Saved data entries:

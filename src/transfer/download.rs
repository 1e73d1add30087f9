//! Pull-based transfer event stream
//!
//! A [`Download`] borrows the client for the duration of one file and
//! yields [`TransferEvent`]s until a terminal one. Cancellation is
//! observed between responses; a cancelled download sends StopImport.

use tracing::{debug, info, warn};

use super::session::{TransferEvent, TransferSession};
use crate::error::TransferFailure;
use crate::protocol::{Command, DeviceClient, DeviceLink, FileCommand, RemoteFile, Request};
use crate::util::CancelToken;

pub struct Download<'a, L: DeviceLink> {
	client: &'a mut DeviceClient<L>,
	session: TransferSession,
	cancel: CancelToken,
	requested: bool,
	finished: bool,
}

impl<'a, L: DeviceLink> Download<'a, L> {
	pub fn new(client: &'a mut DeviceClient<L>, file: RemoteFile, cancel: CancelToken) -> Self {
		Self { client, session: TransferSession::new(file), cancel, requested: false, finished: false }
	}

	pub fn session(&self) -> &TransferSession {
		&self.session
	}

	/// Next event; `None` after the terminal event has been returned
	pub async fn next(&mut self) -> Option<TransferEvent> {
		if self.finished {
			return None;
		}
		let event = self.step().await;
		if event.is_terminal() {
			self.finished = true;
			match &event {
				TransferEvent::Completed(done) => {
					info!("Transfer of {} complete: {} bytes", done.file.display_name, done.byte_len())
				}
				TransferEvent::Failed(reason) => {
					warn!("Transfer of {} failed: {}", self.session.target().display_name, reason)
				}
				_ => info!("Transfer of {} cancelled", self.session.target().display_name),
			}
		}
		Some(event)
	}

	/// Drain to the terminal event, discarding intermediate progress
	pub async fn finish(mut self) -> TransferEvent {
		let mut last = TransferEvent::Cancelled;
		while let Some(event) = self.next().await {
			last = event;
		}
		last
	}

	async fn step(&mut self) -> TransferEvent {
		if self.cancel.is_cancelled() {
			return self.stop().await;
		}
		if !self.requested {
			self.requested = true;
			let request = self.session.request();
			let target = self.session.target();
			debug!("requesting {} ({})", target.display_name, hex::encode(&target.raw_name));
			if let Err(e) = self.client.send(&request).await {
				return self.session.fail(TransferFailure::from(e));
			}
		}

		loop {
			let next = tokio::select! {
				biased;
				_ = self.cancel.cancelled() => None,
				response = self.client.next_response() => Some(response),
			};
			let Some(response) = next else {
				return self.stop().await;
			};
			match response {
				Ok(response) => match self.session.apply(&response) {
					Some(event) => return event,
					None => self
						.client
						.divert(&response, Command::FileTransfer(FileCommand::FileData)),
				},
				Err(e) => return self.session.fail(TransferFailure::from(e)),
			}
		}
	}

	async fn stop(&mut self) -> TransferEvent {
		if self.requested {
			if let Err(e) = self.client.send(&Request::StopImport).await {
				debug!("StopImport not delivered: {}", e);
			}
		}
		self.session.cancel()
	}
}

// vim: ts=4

What to work on. Word for word, output the lines of the data from its first line through the line where "self.finished = true;" appears, and stop there.

Result.
filename src/transfer/download.rs
repository 1e73d1add30087f9
//! Pull-based transfer event stream
//!
//! A [`Download`] borrows the client for the duration of one file and
//! yields [`TransferEvent`]s until a terminal one. Cancellation is
//! observed between responses; a cancelled download sends StopImport.

use tracing::{debug, info, warn};

use super::session::{TransferEvent, TransferSession};
use crate::error::TransferFailure;
use crate::protocol::{Command, DeviceClient, DeviceLink, FileCommand, RemoteFile, Request};
use crate::util::CancelToken;

pub struct Download<'a, L: DeviceLink> {
	client: &'a mut DeviceClient<L>,
	session: TransferSession,
	cancel: CancelToken,
	requested: bool,
	finished: bool,
}

impl<'a, L: DeviceLink> Download<'a, L> {
	pub fn new(client: &'a mut DeviceClient<L>, file: RemoteFile, cancel: CancelToken) -> Self {
		Self { client, session: TransferSession::new(file), cancel, requested: false, finished: false }
	}

	pub fn session(&self) -> &TransferSession {
		&self.session
	}

	/// Next event; `None` after the terminal event has been returned
	pub async fn next(&mut self) -> Option<TransferEvent> {
		if self.finished {
			return None;
		}
		let event = self.step().await;
		if event.is_terminal() {
			self.finished = true;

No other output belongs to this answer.